MeriTalk: Let’s talk a little bit about the internal view at GDIT. You’ve spoken in recent months about how the company adjusted to pandemic conditions, and accommodated remote workforce needs. The bottom line is there was an old way doing business, and now we’ve figured out some newer ways. What are some of the best lessons to carry forward?

Gilliland: We have an interesting model at General Dynamics Corporation. The greatest job is to be a business unit president because you have absolute authority over what happens as long as you do it ethically and you deliver on promises. That’s very much how we run GDIT, so we’ve always had an agile, empowering business model.

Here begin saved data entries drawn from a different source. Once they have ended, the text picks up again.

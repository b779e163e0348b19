//! Metric source adapters for opsboard.
//!
//! Each adapter wraps one external system and returns a normalized
//! [`Snapshot`](opsboard_core::Snapshot) for its domain:
//! - `SystemMetricsSource`: host CPU, memory, disk and uptime
//! - `InfrastructureSource`: host descriptor plus hosting platform services
//! - `GitHubSource`: recent workflow runs and the latest pipeline
//! - `Web3Source`: block, throughput and gas readings over JSON-RPC
//!
//! Failures surface as `SourceError`; callers decide how to recover.

pub mod error;
pub mod github;
pub mod infrastructure;
pub mod source;
pub mod system;
pub mod vercel;
pub mod web3;

pub use error::{SourceError, SourceResult};
pub use github::{GitHubConfig, GitHubSource};
pub use infrastructure::InfrastructureSource;
pub use source::{BoxFuture, MetricSource, SourceSet};
pub use system::{HistoryPoint, HostProbe, HostReading, MetricHistory, SystemMetricsSource};
pub use vercel::{VercelClient, VercelConfig};
pub use web3::{Web3NetworkConfig, Web3Source};
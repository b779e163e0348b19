//! Server configuration.

use std::time::Duration;

use opsboard_core::Domain;
use serde::{Deserialize, Serialize};

/// Shortest poll interval accepted; smaller values are raised to this.
const MIN_POLL_INTERVAL_MS: u64 = 100;

/// HTTP / live-update server configuration.
#[derive(Debug, Clone, Serialize, Deserialize)]
pub struct ServerConfig {
    /// Address to bind.
    #[serde(default = "default_host")]
    pub host: String,
    /// Port to listen on (REST and live updates share it).
    #[serde(default = "default_port")]
    pub port: u16,
    /// Maximum concurrent live-update connections.
    #[serde(default = "default_max_connections")]
    pub max_connections: usize,
    /// Outbound queue depth per connection.
    #[serde(default = "default_connection_buffer")]
    pub connection_buffer: usize,
}

fn default_host() -> String {
    "0.0.0.0".to_string()
}

fn default_port() -> u16 {
    3001
}

fn default_max_connections() -> usize {
    100
}

fn default_connection_buffer() -> usize {
    64
}

impl Default for ServerConfig {
    fn default() -> Self {
        Self {
            host: default_host(),
            port: default_port(),
            max_connections: default_max_connections(),
            connection_buffer: default_connection_buffer(),
        }
    }
}

/// Poll interval per domain, in milliseconds.
#[derive(Debug, Clone, Serialize, Deserialize)]
pub struct PollIntervals {
    #[serde(default = "default_infrastructure_ms")]
    pub infrastructure_ms: u64,
    #[serde(default = "default_system_ms")]
    pub system_ms: u64,
    #[serde(default = "default_ci_cd_ms")]
    pub ci_cd_ms: u64,
    #[serde(default = "default_web3_ms")]
    pub web3_ms: u64,
}

fn default_infrastructure_ms() -> u64 {
    30_000
}

fn default_system_ms() -> u64 {
    30_000
}

fn default_ci_cd_ms() -> u64 {
    60_000
}

fn default_web3_ms() -> u64 {
    15_000
}

impl Default for PollIntervals {
    fn default() -> Self {
        Self {
            infrastructure_ms: default_infrastructure_ms(),
            system_ms: default_system_ms(),
            ci_cd_ms: default_ci_cd_ms(),
            web3_ms: default_web3_ms(),
        }
    }
}

impl PollIntervals {
    /// Same interval for every domain.
    pub fn uniform(ms: u64) -> Self {
        Self {
            infrastructure_ms: ms,
            system_ms: ms,
            ci_cd_ms: ms,
            web3_ms: ms,
        }
    }

    pub fn for_domain(&self, domain: Domain) -> Duration {
        let ms = match domain {
            Domain::Infrastructure => self.infrastructure_ms,
            Domain::System => self.system_ms,
            Domain::CiCd => self.ci_cd_ms,
            Domain::Web3 => self.web3_ms,
        };
        Duration::from_millis(ms.max(MIN_POLL_INTERVAL_MS))
    }
}

/// Static alert thresholds.
#[derive(Debug, Clone, Serialize, Deserialize)]
pub struct AlertConfig {
    /// CPU usage percent.
    #[serde(default = "default_cpu")]
    pub cpu: f64,
    /// Memory usage percent.
    #[serde(default = "default_memory")]
    pub memory: f64,
    /// Disk usage percent.
    #[serde(default = "default_disk")]
    pub disk: f64,
    /// Average gas price in Gwei.
    #[serde(default = "default_gas_price_gwei")]
    pub gas_price_gwei: f64,
    /// Minimum time between two alerts with the same key.
    /// 0 = alert on every tick the threshold is exceeded.
    #[serde(default)]
    pub suppression_window_ms: u64,
}

fn default_cpu() -> f64 {
    80.0
}

fn default_memory() -> f64 {
    85.0
}

fn default_disk() -> f64 {
    90.0
}

fn default_gas_price_gwei() -> f64 {
    100.0
}

impl Default for AlertConfig {
    fn default() -> Self {
        Self {
            cpu: default_cpu(),
            memory: default_memory(),
            disk: default_disk(),
            gas_price_gwei: default_gas_price_gwei(),
            suppression_window_ms: 0,
        }
    }
}

/// Alert webhook targets (empty = disabled).
#[derive(Debug, Clone, Default, Serialize, Deserialize)]
pub struct NotifierConfig {
    #[serde(default)]
    pub discord_webhook_url: String,
    #[serde(default)]
    pub slack_webhook_url: String,
}

impl NotifierConfig {
    pub fn is_enabled(&self) -> bool {
        !self.discord_webhook_url.is_empty() || !self.slack_webhook_url.is_empty()
    }
}

#[cfg(test)]
mod tests {
    use super::*;

    #[test]
    fn test_defaults() {
        let intervals = PollIntervals::default();
        assert_eq!(intervals.for_domain(Domain::Web3), Duration::from_secs(15));
        assert_eq!(intervals.for_domain(Domain::CiCd), Duration::from_secs(60));

        let server = ServerConfig::default();
        assert_eq!(server.port, 3001);
        assert_eq!(server.connection_buffer, 64);

        assert_eq!(AlertConfig::default().suppression_window_ms, 0);
        assert!(!NotifierConfig::default().is_enabled());
    }

    #[test]
    fn test_zero_interval_is_clamped() {
        let intervals = PollIntervals::uniform(0);
        assert_eq!(
            intervals.for_domain(Domain::System),
            Duration::from_millis(MIN_POLL_INTERVAL_MS)
        );
    }

    #[test]
    fn test_partial_config_uses_defaults() {
        let alerts: AlertConfig = serde_json::from_str(r#"{"cpu": 70.0}"#).unwrap();
        assert_eq!(alerts.cpu, 70.0);
        assert_eq!(alerts.disk, 90.0);
    }
}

We have to be fast, we have to be agile, and we have to trust our leaders. That was something we had before the pandemic, but it’s been proven out in the COVID environment in a way that I had not experienced before. So we need to bring along our leaders and make sure that they are prepared for that.

In terms of people working from home, we learned we could be more flexible, and we need to be more flexible. I think we learned that not just internally but also with our customers – that we could be a lot more flexible than we ever imagined. That will stay on past the pandemic.

Alongside that, we have a responsibility to lead in this hybrid environment, and that will take deliberate effort on our part because it is a different management style. You need to keep people connected, and something that we learned how to do in COVID that needs to continue is how we communicate with employees.  Communication will be absolutely important in the environment going forward.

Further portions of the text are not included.